Prior to European settlement starting in the 1820s, the Bungandidj people from the Mount Gambier region are the early settlers of this area. Archeological evidence shows they have inhabited this area for upwards of 30,000 years. In their language, this area was called Wirmalngrang.

==History==
Following the discovery and naming of Rivoli Bay in 1802 by French navigator Nicolas Baudin, a whaling station was established there in the 1830s. The whaling industry soon declined, to be followed in succeeding decades by European pastoralists settling in the hinterland. Whaling was then superseded by a booming wool export industry, leading to the need for a port.
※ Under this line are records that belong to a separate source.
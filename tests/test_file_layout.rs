//! Integration tests for the byte layout of written files.
//!
//! Parses the cross-reference table and trailer back out of the output with
//! regular expressions and checks them against the bytes actually written:
//! - every xref offset lands on its object's `N 0 obj` line
//! - entries are exactly 20 bytes and `/Size` counts the free entry
//! - `startxref` points at the `xref` keyword

use pdf_forge::document::{Document, DocumentInfo, Page};
use pdf_forge::elements::{Color, PathContent, TextContent};
use pdf_forge::error::{Error, WritePhase};
use pdf_forge::geometry::Rect;
use pdf_forge::writer::form_fields::{CheckboxWidget, TextFieldWidget};
use pdf_forge::writer::{LinkAnnotation, PdfWriter, PdfWriterConfig, StampAnnotation, TextAnnotation};
use regex::bytes::Regex;
use std::io::Write;

fn init_logging() {
    let _ = env_logger::builder().is_test(true).try_init();
}

fn sample_document() -> Document {
    let mut first = Page::letter();
    first.add_element(TextContent::simple("Quarterly report", 72.0, 720.0, 18.0).bold());
    first.add_element(PathContent::rect(72.0, 700.0, 468.0, 1.0).with_fill(Color::black()));
    first.add_annotation(TextAnnotation::comment(Rect::new(500.0, 720.0, 20.0, 20.0), "Check totals"));
    first.add_field(TextFieldWidget::new("reviewer", Rect::new(72.0, 650.0, 200.0, 20.0)));
    first.add_annotation(LinkAnnotation::goto_page(Rect::new(72.0, 600.0, 80.0, 12.0), 1));

    let mut second = Page::a4();
    second.add_element(TextContent::simple("Appendix", 72.0, 770.0, 14.0));
    second.add_annotation(StampAnnotation::approved(Rect::new(400.0, 700.0, 120.0, 40.0)));
    second.add_field(CheckboxWidget::new("signed_off", Rect::new(72.0, 650.0, 12.0, 12.0)));

    let mut doc = Document::new().with_info(DocumentInfo::new().title("Report").author("Finance"));
    doc.add_page(first);
    doc.add_page(second);
    doc
}

fn write(doc: &Document, config: PdfWriterConfig) -> Vec<u8> {
    let mut writer = PdfWriter::with_config(Vec::new(), config);
    writer.write(doc).expect("write failed");
    writer.into_inner().expect("writer closed")
}

struct Xref {
    offset: usize,
    size: usize,
    entries: Vec<(u64, u32, u8)>,
}

fn parse_xref(bytes: &[u8]) -> Xref {
    let startxref = Regex::new(r"startxref\n(\d+)\n%%EOF\n$").unwrap();
    let offset: usize = std::str::from_utf8(&startxref.captures(bytes).unwrap()[1])
        .unwrap()
        .parse()
        .unwrap();

    let header = Regex::new(r"^xref\n0 (\d+)\n").unwrap();
    let caps = header.captures(&bytes[offset..]).expect("startxref must point at xref");
    let size: usize = std::str::from_utf8(&caps[1]).unwrap().parse().unwrap();

    let entry = Regex::new(r"^(\d{10}) (\d{5}) ([nf]) \n").unwrap();
    let mut pos = offset + caps[0].len();
    let mut entries = Vec::new();
    for _ in 0..size {
        let line = &bytes[pos..pos + 20];
        let caps = entry.captures(line).expect("20-byte xref entry");
        entries.push((
            std::str::from_utf8(&caps[1]).unwrap().parse().unwrap(),
            std::str::from_utf8(&caps[2]).unwrap().parse().unwrap(),
            caps[3][0],
        ));
        pos += 20;
    }
    assert!(bytes[pos..].starts_with(b"trailer\n"));

    Xref { offset, size, entries }
}

#[test]
fn test_xref_offsets_match_object_headers() {
    init_logging();
    let bytes = write(&sample_document(), PdfWriterConfig::default());
    let xref = parse_xref(&bytes);

    assert_eq!(xref.entries[0], (0, 65535, b'f'));
    for (number, (offset, generation, kind)) in xref.entries.iter().enumerate().skip(1) {
        assert_eq!(*kind, b'n');
        assert_eq!(*generation, 0);
        let header = format!("{} 0 obj\n", number);
        assert!(
            bytes[*offset as usize..].starts_with(header.as_bytes()),
            "entry {} points at the wrong bytes",
            number
        );
    }
}

#[test]
fn test_size_counts_every_object() {
    let bytes = write(&sample_document(), PdfWriterConfig::default().with_compress(false));
    let xref = parse_xref(&bytes);

    let objects = Regex::new(r"(?m)^(\d+) 0 obj\n").unwrap().find_iter(&bytes).count();
    assert_eq!(xref.size, objects + 1);

    let trailer = Regex::new(r"trailer\n<< /Size (\d+) /Root (\d+) 0 R /Info (\d+) 0 R >>\n").unwrap();
    let caps = trailer.captures(&bytes).expect("trailer");
    let size: usize = std::str::from_utf8(&caps[1]).unwrap().parse().unwrap();
    assert_eq!(size, xref.size);

    let root: usize = std::str::from_utf8(&caps[2]).unwrap().parse().unwrap();
    let root_offset = xref.entries[root].0 as usize;
    assert!(bytes[root_offset..].starts_with(format!("{} 0 obj\n<< /Type /Catalog", root).as_bytes()));
}

#[test]
fn test_summary_agrees_with_bytes() {
    let mut writer = PdfWriter::new(Vec::new());
    let summary = writer.write(&sample_document()).unwrap();
    let bytes = writer.into_inner().unwrap();
    let xref = parse_xref(&bytes);

    assert_eq!(summary.xref_offset as usize, xref.offset);
    assert_eq!(summary.size as usize, xref.size);
    assert_eq!(summary.bytes_written as usize, bytes.len());
    for (number, offset) in &summary.offsets {
        assert_eq!(xref.entries[*number as usize].0, *offset);
    }
}

#[test]
fn test_header_and_eof() {
    let bytes = write(&sample_document(), PdfWriterConfig::default());
    assert!(bytes.starts_with(b"%PDF-1.7\n%\xE2\xE3\xCF\xD3\n"));
    assert!(bytes.ends_with(b"%%EOF\n"));
}

#[test]
fn test_identical_documents_identical_bytes() {
    let first = write(&sample_document(), PdfWriterConfig::default());
    let second = write(&sample_document(), PdfWriterConfig::default());
    assert_eq!(first, second);
}

#[test]
fn test_write_to_file() {
    let dir = tempfile::TempDir::new().unwrap();
    let path = dir.path().join("report.pdf");

    let mut writer = PdfWriter::create(&path).unwrap();
    let summary = writer.write(&sample_document()).unwrap();
    writer.close().unwrap();

    let bytes = std::fs::read(&path).unwrap();
    assert_eq!(bytes.len() as u64, summary.bytes_written);
    assert_eq!(parse_xref(&bytes).size as u32, summary.size);
}

#[test]
fn test_close_twice_then_write() {
    let mut writer = PdfWriter::new(Vec::new());
    writer.close().unwrap();
    writer.close().unwrap();
    assert!(matches!(writer.write(&sample_document()), Err(Error::WriterClosed)));
}

/// Sink that accepts `budget` bytes and then fails.
struct FailAfter {
    written: Vec<u8>,
    budget: usize,
    fail_flush: bool,
}

impl FailAfter {
    fn new(budget: usize) -> Self {
        Self {
            written: Vec::new(),
            budget,
            fail_flush: false,
        }
    }
}

impl Write for FailAfter {
    fn write(&mut self, buf: &[u8]) -> std::io::Result<usize> {
        if self.written.len() + buf.len() > self.budget {
            return Err(std::io::Error::new(std::io::ErrorKind::Other, "disk full"));
        }
        self.written.extend_from_slice(buf);
        Ok(buf.len())
    }

    fn flush(&mut self) -> std::io::Result<()> {
        if self.fail_flush {
            Err(std::io::Error::new(std::io::ErrorKind::Other, "flush refused"))
        } else {
            Ok(())
        }
    }
}

fn failing_phase(sink: FailAfter) -> WritePhase {
    let mut writer = PdfWriter::new(sink);
    match writer.write(&sample_document()) {
        Err(Error::Write { phase, .. }) => phase,
        other => panic!("expected a write error, got {:?}", other),
    }
}

#[test]
fn test_failures_carry_phase() {
    let full = write(&sample_document(), PdfWriterConfig::default());
    let xref = parse_xref(&full);
    let trailer = full.windows(8).position(|w| w == b"trailer\n").unwrap();

    assert_eq!(failing_phase(FailAfter::new(4)), WritePhase::Header);
    assert_eq!(
        failing_phase(FailAfter::new(xref.entries[1].0 as usize + 3)),
        WritePhase::Object(1)
    );
    assert_eq!(failing_phase(FailAfter::new(xref.offset + 2)), WritePhase::CrossReference);
    assert_eq!(failing_phase(FailAfter::new(trailer + 2)), WritePhase::Trailer);

    let mut flush_fails = FailAfter::new(usize::MAX);
    flush_fails.fail_flush = true;
    assert_eq!(failing_phase(flush_fails), WritePhase::Flush);
}

#[test]
fn test_invalid_document_leaves_sink_untouched() {
    let mut bad = Page::letter();
    bad.add_annotation(LinkAnnotation::goto_page(Rect::new(0.0, 0.0, 10.0, 10.0), 5));
    let mut doc = Document::new();
    doc.add_page(bad);

    let mut writer = PdfWriter::new(Vec::new());
    assert!(matches!(writer.write(&doc), Err(Error::InvalidDocument(_))));
    assert!(writer.into_inner().unwrap().is_empty());
}

#[test]
fn test_one_file_per_writer() {
    let mut writer = PdfWriter::new(FailAfter::new(usize::MAX));
    let summary = writer.write(&sample_document()).unwrap();
    assert!(matches!(writer.write(&sample_document()), Err(Error::AlreadyWritten)));
    assert_eq!(writer.into_inner().unwrap().written.len() as u64, summary.bytes_written);

    // A pass that fails part-way still uses up the writer
    let mut writer = PdfWriter::new(FailAfter::new(64));
    assert!(matches!(writer.write(&sample_document()), Err(Error::Write { .. })));
    assert!(matches!(writer.write(&sample_document()), Err(Error::AlreadyWritten)));
    assert!(writer.into_inner().unwrap().written.len() <= 64);
}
The town was named on 23 May 1878 for the then British Secretary of State for the Colonies, Michael Hicks Beach, 1st Earl St Aldwyn.

===World War II===
Beachport is the location of what are believed to be the first casualties of World War II on Australian soil. On 12 July 1941, a local fisherman discovered and towed to Beachport a German sea mine, laid either by the raider Pinguin or the minelayer Passat. The following day, two able seamen, Thomas Todd and William Danswan, part of a three-man Rendering Mines Safe (REMS) team, were killed when a wave lifted the mine and caused it to explode on the beach while they were attempting to defuse it. A monument now stands in the town to honour them.

===Transport===
Beachport was officially proclaimed a port on 21 November 1878. In the same year a lighthouse was erected close by on Penguin Island and a railway from Mount Gambier was completed. A wool and grain store was built in 1879, served by the railway, thereby providing a facility to link the export trade by rail and sea. The railway closed in 1957. The old wool and grain store has been preserved and today serves as a National Trust museum.

===Heritage listings===
Beachport has a number of sites listed on the South Australian Heritage Register, including:
- Railway Terrace: Beachport Customs House
- 5 Railway Terrace: Wool and Grain Store
- Rivoli Bay: Beachport Jetty

==Environment==
Popular recreational fishing spots include the Salmon Hole, jetty and 10 Mile Beach. Other attractions include the Salt Lake, Lake George and the rugged coastal views of the Scenic Drive. The nearby Beachport Conservation Park, which includes 710 ha of beaches, rocky headlands and boobialla scrub, overlaps with the much larger Lake Hawdon System Important Bird Area. In the sandhills adjacent to Beachport is the Pool of Siloam, named in allusion to the Biblical Pool of Siloam as locals claim it has healing properties similar to the pool in Jerusalem. Said to be seven times saltier than the ocean, it is enjoyed by swimmers and has related amenities.